The purpose of the present invention is to address the deficiencies of the above-mentioned prior art, and propose a fast mode selection method for intra-frame prediction based on an autoregressive model in video standards, so as to reduce the complexity of intra-frame prediction mode selection and adapt to the content of the context. Adjust the parameters to shorten the running time and improve the image compression performance while maintaining the compression performance.

The technical solution for realizing the object of the present invention is: for the intra prediction mode selection process, on the basis of the original rough mode selection process RMD, the most probable mode process MPM, and the optimal mode selection process RDO of H.265/HEVC, add An adaptive mode selection algorithm based on an autoregressive model is utilized.

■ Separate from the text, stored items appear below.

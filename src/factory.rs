//! Building shapes from serializable descriptions.
//!
//! A [`ShapeDesc`] is what prefabs and asset files carry. Box and cylinder
//! dimensions in a description are outer dimensions: the margin is carved
//! out of them, so a described 1x1x1 box collides as a 1x1x1 box whatever
//! margin the backend uses.

use log::{debug, warn};
use serde::{Deserialize, Serialize};

use crate::config::ShapeConfig;
use crate::error::ShapeError;
use crate::math::{Transform, Vec3};
use crate::shapes::{
    BoxShape, Capsule, CollisionShape, Compound, CompoundChild, ConvexHull, Cylinder, Shape,
    Sphere,
};

/// Serializable description of a shape.
#[derive(Debug, Clone, PartialEq, Serialize, Deserialize)]
#[serde(tag = "type", rename_all = "snake_case")]
pub enum ShapeDesc {
    Sphere {
        radius: f32,
    },
    Box {
        half_extents: Vec3,
        #[serde(default, skip_serializing_if = "Option::is_none")]
        margin: Option<f32>,
    },
    Capsule {
        radius: f32,
        half_height: f32,
    },
    Cylinder {
        radius: f32,
        half_height: f32,
        #[serde(default, skip_serializing_if = "Option::is_none")]
        margin: Option<f32>,
    },
    ConvexHull {
        points: Vec<Vec3>,
        #[serde(default, skip_serializing_if = "Option::is_none")]
        margin: Option<f32>,
    },
    Compound {
        children: Vec<ChildDesc>,
    },
}

/// A compound child in a [`ShapeDesc::Compound`].
#[derive(Debug, Clone, PartialEq, Serialize, Deserialize)]
pub struct ChildDesc {
    #[serde(default)]
    pub transform: Transform,
    pub shape: ShapeDesc,
}

impl From<&Shape> for ShapeDesc {
    fn from(shape: &Shape) -> Self {
        match shape {
            Shape::Sphere(s) => ShapeDesc::Sphere { radius: s.radius() },
            Shape::Box(b) => ShapeDesc::Box {
                half_extents: b.half_extents_with_margin(),
                margin: Some(b.margin()),
            },
            Shape::Capsule(c) => ShapeDesc::Capsule {
                radius: c.radius(),
                half_height: c.half_height(),
            },
            Shape::Cylinder(c) => ShapeDesc::Cylinder {
                radius: c.radius(),
                half_height: c.half_height(),
                margin: Some(c.margin()),
            },
            Shape::ConvexHull(h) => ShapeDesc::ConvexHull {
                points: h.points().to_vec(),
                margin: Some(h.margin()),
            },
            Shape::Compound(c) => ShapeDesc::Compound {
                children: c
                    .children()
                    .iter()
                    .map(|child| ChildDesc {
                        transform: child.transform(),
                        shape: ShapeDesc::from(child.shape()),
                    })
                    .collect(),
            },
        }
    }
}

/// Turns [`ShapeDesc`]s into validated [`Shape`]s.
#[derive(Debug, Clone, Default)]
pub struct ShapeFactory {
    config: ShapeConfig,
}

impl ShapeFactory {
    /// Creates a factory after validating `config`
    pub fn new(config: ShapeConfig) -> Result<Self, ShapeError> {
        config.validate()?;
        Ok(Self { config })
    }

    #[inline]
    pub fn config(&self) -> &ShapeConfig {
        &self.config
    }

    /// Parses a JSON description and builds it
    pub fn build_json(&self, json: &str) -> Result<Shape, ShapeError> {
        let desc: ShapeDesc = serde_json::from_str(json)?;
        self.build(&desc)
    }

    /// Builds a validated shape, filling in defaults from the config
    pub fn build(&self, desc: &ShapeDesc) -> Result<Shape, ShapeError> {
        let shape = match desc {
            ShapeDesc::Sphere { radius } => Shape::Sphere(Sphere::new(*radius)?),
            ShapeDesc::Box {
                half_extents,
                margin,
            } => {
                let margin = self.margin_for(*margin, half_extents.min_element(), "box");
                Shape::Box(BoxShape::with_margin(*half_extents, margin)?)
            }
            ShapeDesc::Capsule {
                radius,
                half_height,
            } => Shape::Capsule(Capsule::new(*radius, *half_height)?),
            ShapeDesc::Cylinder {
                radius,
                half_height,
                margin,
            } => {
                let margin = self.margin_for(*margin, radius.min(*half_height), "cylinder");
                Shape::Cylinder(Cylinder::with_margin(*radius, *half_height, margin)?)
            }
            ShapeDesc::ConvexHull { points, margin } => {
                let limit = self.config.convex_hull_max_points;
                if points.len() > limit {
                    return Err(ShapeError::TooManyHullPoints {
                        count: points.len(),
                        limit,
                    });
                }
                let margin = margin.unwrap_or(self.config.default_margin);
                Shape::ConvexHull(ConvexHull::with_margin(points.clone(), margin)?)
            }
            ShapeDesc::Compound { children } => {
                let children = children
                    .iter()
                    .map(|child| CompoundChild::new(child.transform, self.build(&child.shape)?))
                    .collect::<Result<Vec<_>, ShapeError>>()?;
                Shape::Compound(Compound::new(children)?)
            }
        };

        debug!(
            "built {} shape, margin {}, local bounds {:?}",
            shape.shape_type(),
            shape.margin(),
            shape.local_aabb()
        );
        Ok(shape)
    }

    /// Explicit margins are used as given; the default margin is clamped to
    /// the smallest extent so thin shapes still build.
    fn margin_for(&self, explicit: Option<f32>, smallest_extent: f32, kind: &str) -> f32 {
        if let Some(margin) = explicit {
            return margin;
        }
        let default = self.config.default_margin;
        if smallest_extent.is_finite() && (0.0..default).contains(&smallest_extent) {
            warn!(
                "{kind} extent {smallest_extent} is thinner than the default margin {default}, clamping margin"
            );
            smallest_extent
        } else {
            default
        }
    }
}
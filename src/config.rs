//! Shape construction settings.

use std::path::Path;

use serde::{Deserialize, Serialize};

use crate::error::{check_non_negative, ShapeError};

/// Margin most backends wrap around boxes, cylinders and hulls.
pub const DEFAULT_MARGIN: f32 = 0.04;

/// Settings applied by [`ShapeFactory`](crate::ShapeFactory) when a
/// description leaves a value out.
#[derive(Debug, Clone, PartialEq, Serialize, Deserialize)]
#[serde(default)]
pub struct ShapeConfig {
    /// Margin used when a description does not give one
    pub default_margin: f32,
    /// Largest accepted convex hull point cloud
    pub convex_hull_max_points: usize,
}

impl Default for ShapeConfig {
    fn default() -> Self {
        Self {
            default_margin: DEFAULT_MARGIN,
            convex_hull_max_points: 4096,
        }
    }
}

impl ShapeConfig {
    /// Parses and validates a JSON config. Missing fields take their defaults.
    pub fn from_json_str(json: &str) -> Result<Self, ShapeError> {
        let config: Self = serde_json::from_str(json)?;
        config.validate()?;
        Ok(config)
    }

    /// Reads a JSON config file
    pub fn load(path: impl AsRef<Path>) -> Result<Self, ShapeError> {
        let json = std::fs::read_to_string(path)?;
        Self::from_json_str(&json)
    }

    /// Rejects a negative or non-finite margin and a zero hull point limit
    pub fn validate(&self) -> Result<(), ShapeError> {
        check_non_negative(self.default_margin, ShapeError::InvalidMargin)?;
        if self.convex_hull_max_points == 0 {
            return Err(ShapeError::InvalidHullLimit);
        }
        Ok(())
    }
}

The specific steps include the following:

(1) Divide the intra-frame image of the video to be processed into coding units, and divide the coding units into several sizes of 4×4, 8×8, 16×16, 32×32 and 64×64 according to the intra-frame division method block, select one of them as the prediction unit PU;

(2) The rough mode selection RMD process is first performed on the prediction unit PU, and then the first m prediction modes are selected as candidate modes according to the Hadamard cost SATD cost function, which is recorded as the candidate set M, and the SATD of the m prediction modes is The value of the cost function is recorded as Store in array S1;

(3) Use the most probable mode MPM algorithm given in the H.265/HEVC standard to predict the prediction unit PU to obtain the most probable mode MPM;

(4) Judging step (3) to obtain whether the most probable pattern MPM is included in the candidate set M, if included in the candidate set M, then perform step (6), otherwise, then perform step (5);

(5) Add the most probable mode MPM to the candidate set M, and add the SATD cost function value SatdCost corresponding to the most probable mode MPM to the array S1, and then sort the elements in the array S1 from small to large, and then according to the array The order of the elements in S1 updates the position of the corresponding candidate pattern in the candidate set M;

(6) Record the candidate patterns in the candidate set M as P ₁ ～P _m1 , and record the corresponding SATD cost function value as Then according to the value of the cost function, use the adaptive mode selection model based on the autoregressive model to screen the candidate modes P ₁ ~ P _m1 in the candidate set M, and select the first n candidate modes as the final candidate mode set N;

(7) For the prediction unit PU, use the n kinds of candidate modes in the final candidate mode set N obtained in step (6) to perform the rate-distortion optimization RDO process sequentially, and select the candidate mode corresponding to the minimum RDO cost function value as the optimal prediction mode;

(8) Repeat steps (2) to (8) for other prediction units of the coding unit to complete the selection of the intra prediction mode of the intra image of the video to be processed.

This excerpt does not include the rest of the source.